◆ INSTRUCTIONS TO FOLLOW: From the data below, return the exact lines starting at the line containing "self.registry.close(session).await;" and ending at the line containing "let Some(track) = player.current_track().await.filter(|_|", both included, and nothing else.

==*==

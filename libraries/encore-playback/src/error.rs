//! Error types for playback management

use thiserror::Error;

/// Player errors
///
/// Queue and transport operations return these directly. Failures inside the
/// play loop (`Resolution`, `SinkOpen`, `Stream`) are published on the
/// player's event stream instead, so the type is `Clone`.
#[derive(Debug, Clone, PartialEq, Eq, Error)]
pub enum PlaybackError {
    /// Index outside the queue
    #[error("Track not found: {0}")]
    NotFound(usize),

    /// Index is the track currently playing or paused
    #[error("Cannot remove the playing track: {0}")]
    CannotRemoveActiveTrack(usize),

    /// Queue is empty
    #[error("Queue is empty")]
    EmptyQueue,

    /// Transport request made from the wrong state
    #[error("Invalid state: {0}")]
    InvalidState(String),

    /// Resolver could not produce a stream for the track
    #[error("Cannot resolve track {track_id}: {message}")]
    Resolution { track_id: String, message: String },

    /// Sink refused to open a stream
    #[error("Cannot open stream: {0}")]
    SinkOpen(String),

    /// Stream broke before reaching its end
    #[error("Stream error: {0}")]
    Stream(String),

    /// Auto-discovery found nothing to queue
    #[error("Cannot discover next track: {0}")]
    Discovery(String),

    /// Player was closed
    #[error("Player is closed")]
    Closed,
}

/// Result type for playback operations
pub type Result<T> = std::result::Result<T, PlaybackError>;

==*==

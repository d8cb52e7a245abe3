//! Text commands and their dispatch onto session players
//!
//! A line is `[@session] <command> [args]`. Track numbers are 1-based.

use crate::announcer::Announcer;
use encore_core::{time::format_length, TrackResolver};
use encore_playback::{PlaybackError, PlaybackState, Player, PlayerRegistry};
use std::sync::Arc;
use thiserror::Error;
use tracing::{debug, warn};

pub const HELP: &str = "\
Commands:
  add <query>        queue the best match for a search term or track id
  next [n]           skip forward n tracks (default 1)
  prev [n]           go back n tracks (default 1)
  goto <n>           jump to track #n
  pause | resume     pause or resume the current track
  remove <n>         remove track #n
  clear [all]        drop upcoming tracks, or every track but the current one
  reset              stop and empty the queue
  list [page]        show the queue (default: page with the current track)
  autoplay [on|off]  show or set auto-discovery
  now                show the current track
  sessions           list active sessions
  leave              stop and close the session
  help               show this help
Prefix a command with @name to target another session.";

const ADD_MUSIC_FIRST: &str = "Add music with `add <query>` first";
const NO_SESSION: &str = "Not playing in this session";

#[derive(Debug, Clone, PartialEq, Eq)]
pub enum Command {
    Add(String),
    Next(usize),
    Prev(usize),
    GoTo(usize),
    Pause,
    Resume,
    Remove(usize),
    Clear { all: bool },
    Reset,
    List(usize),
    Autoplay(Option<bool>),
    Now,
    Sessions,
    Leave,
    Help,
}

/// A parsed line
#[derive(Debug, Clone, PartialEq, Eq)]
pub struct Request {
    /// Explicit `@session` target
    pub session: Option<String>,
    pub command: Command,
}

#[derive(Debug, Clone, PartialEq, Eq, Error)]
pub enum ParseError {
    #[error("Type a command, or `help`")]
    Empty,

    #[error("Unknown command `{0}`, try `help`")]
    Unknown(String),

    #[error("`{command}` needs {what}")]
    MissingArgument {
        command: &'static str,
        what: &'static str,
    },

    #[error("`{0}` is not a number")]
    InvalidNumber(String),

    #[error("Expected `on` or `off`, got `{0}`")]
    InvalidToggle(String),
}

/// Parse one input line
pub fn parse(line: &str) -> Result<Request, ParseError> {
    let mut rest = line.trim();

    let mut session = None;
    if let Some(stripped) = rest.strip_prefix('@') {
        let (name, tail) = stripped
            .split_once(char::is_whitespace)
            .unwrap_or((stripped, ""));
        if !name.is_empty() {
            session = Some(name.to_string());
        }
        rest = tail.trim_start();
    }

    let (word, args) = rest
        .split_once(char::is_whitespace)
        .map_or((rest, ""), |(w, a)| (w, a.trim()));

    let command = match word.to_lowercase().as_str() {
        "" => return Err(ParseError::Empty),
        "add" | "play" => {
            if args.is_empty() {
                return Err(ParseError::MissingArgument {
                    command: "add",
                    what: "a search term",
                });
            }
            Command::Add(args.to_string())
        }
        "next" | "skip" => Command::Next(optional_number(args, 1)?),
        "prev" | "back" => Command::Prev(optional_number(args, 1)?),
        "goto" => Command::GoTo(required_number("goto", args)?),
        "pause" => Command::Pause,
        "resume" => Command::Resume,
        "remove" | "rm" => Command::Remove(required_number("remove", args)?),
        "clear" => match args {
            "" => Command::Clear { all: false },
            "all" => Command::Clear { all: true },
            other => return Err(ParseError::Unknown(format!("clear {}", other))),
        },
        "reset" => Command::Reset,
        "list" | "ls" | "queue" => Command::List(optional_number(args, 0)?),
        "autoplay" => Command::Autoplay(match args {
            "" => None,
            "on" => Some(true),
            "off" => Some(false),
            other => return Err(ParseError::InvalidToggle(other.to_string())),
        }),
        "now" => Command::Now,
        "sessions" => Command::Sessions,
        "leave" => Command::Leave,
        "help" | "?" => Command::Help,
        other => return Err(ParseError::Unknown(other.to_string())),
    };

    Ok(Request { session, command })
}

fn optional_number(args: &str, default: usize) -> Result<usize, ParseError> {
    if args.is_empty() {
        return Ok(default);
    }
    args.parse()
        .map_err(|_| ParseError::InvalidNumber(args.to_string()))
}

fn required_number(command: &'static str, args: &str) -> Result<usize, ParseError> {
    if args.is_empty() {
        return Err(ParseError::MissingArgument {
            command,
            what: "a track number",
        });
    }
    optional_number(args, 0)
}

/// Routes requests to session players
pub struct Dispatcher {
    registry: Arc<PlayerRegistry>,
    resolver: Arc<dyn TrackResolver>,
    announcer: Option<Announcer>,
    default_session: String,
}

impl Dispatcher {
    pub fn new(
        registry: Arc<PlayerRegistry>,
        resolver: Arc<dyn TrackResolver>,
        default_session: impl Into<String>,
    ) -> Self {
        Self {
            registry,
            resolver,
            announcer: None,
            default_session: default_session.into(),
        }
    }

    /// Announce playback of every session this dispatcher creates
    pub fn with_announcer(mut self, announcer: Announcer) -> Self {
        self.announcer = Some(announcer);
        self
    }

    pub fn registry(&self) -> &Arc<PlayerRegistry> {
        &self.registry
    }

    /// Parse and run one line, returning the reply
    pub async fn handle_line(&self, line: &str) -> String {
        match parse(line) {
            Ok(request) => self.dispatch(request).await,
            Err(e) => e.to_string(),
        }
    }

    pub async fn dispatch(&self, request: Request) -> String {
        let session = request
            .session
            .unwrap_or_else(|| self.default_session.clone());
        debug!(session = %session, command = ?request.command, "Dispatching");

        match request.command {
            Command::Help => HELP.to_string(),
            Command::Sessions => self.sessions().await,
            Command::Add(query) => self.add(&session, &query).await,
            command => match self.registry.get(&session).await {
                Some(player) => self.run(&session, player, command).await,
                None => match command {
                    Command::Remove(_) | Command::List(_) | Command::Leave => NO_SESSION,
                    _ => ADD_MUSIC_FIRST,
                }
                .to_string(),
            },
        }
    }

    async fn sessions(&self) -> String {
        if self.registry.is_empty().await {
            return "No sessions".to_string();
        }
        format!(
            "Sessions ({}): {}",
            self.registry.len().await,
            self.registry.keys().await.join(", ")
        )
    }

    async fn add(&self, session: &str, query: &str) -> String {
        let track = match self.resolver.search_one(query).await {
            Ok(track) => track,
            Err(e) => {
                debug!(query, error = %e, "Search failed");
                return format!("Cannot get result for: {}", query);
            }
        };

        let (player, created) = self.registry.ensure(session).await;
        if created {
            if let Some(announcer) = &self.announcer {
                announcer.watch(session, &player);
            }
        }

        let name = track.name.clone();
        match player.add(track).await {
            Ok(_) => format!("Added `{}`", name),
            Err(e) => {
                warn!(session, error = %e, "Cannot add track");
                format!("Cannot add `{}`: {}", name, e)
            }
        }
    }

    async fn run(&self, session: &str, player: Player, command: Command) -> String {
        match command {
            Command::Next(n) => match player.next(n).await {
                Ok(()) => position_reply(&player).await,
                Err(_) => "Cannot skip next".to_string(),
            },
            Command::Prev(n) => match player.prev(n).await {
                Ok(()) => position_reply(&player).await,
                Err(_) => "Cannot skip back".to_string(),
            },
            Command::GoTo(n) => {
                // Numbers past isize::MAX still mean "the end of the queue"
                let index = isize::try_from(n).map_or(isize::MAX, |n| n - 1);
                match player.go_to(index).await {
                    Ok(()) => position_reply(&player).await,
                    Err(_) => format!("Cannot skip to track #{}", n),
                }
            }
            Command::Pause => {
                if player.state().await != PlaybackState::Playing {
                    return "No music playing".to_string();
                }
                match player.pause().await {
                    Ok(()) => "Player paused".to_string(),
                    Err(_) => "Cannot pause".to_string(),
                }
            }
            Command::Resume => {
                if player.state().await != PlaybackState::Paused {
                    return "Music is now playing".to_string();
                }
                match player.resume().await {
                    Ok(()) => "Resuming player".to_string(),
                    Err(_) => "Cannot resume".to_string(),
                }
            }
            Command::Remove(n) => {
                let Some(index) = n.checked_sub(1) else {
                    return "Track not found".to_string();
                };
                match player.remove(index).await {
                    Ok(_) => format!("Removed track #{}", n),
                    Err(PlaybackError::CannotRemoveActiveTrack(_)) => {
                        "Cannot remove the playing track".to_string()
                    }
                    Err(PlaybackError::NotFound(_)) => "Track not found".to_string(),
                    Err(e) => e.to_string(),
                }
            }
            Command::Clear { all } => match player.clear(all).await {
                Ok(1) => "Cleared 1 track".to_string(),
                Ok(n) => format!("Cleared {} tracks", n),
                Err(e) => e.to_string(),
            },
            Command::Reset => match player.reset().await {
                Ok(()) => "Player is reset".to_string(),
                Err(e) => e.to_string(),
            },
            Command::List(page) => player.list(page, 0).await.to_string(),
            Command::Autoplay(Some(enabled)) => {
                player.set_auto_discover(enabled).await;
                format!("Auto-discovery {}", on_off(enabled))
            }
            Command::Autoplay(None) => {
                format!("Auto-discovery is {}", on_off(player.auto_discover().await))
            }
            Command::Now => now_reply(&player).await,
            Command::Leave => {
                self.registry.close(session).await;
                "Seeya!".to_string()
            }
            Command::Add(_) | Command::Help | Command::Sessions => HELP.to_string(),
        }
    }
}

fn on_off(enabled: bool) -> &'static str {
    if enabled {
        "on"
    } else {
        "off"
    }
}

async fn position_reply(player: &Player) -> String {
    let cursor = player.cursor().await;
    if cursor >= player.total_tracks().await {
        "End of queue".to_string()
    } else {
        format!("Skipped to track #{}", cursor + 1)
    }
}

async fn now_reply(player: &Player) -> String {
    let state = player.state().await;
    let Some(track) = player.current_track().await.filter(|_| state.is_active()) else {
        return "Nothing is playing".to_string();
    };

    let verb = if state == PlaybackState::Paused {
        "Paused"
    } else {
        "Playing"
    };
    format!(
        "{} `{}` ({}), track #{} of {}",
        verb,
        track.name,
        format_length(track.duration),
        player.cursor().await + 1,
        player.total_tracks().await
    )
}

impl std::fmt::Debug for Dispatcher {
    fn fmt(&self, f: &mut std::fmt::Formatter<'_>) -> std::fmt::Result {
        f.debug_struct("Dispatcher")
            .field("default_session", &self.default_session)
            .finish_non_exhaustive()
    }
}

==*==

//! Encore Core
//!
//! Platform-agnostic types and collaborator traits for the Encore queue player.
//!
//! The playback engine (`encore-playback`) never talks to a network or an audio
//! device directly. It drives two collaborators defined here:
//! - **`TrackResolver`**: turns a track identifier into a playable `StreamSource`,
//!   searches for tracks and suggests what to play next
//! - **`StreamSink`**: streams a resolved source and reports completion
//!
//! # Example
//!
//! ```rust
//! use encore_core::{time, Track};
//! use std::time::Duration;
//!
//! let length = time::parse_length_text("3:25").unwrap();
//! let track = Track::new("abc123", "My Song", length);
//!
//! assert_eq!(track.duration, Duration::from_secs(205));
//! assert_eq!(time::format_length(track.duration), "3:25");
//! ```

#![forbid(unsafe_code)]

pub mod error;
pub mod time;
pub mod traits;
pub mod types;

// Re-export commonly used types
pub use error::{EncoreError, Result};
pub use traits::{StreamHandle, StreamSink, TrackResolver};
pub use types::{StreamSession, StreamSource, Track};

==*==

◆ RESPONSE TO THIS EXERCISE:
                self.registry.close(session).await;
                "Seeya!".to_string()
            }
            Command::Add(_) | Command::Help | Command::Sessions => HELP.to_string(),
        }
    }
}

fn on_off(enabled: bool) -> &'static str {
    if enabled {
        "on"
    } else {
        "off"
    }
}

async fn position_reply(player: &Player) -> String {
    let cursor = player.cursor().await;
    if cursor >= player.total_tracks().await {
        "End of queue".to_string()
    } else {
        format!("Skipped to track #{}", cursor + 1)
    }
}

async fn now_reply(player: &Player) -> String {
    let state = player.state().await;
    let Some(track) = player.current_track().await.filter(|_| state.is_active()) else {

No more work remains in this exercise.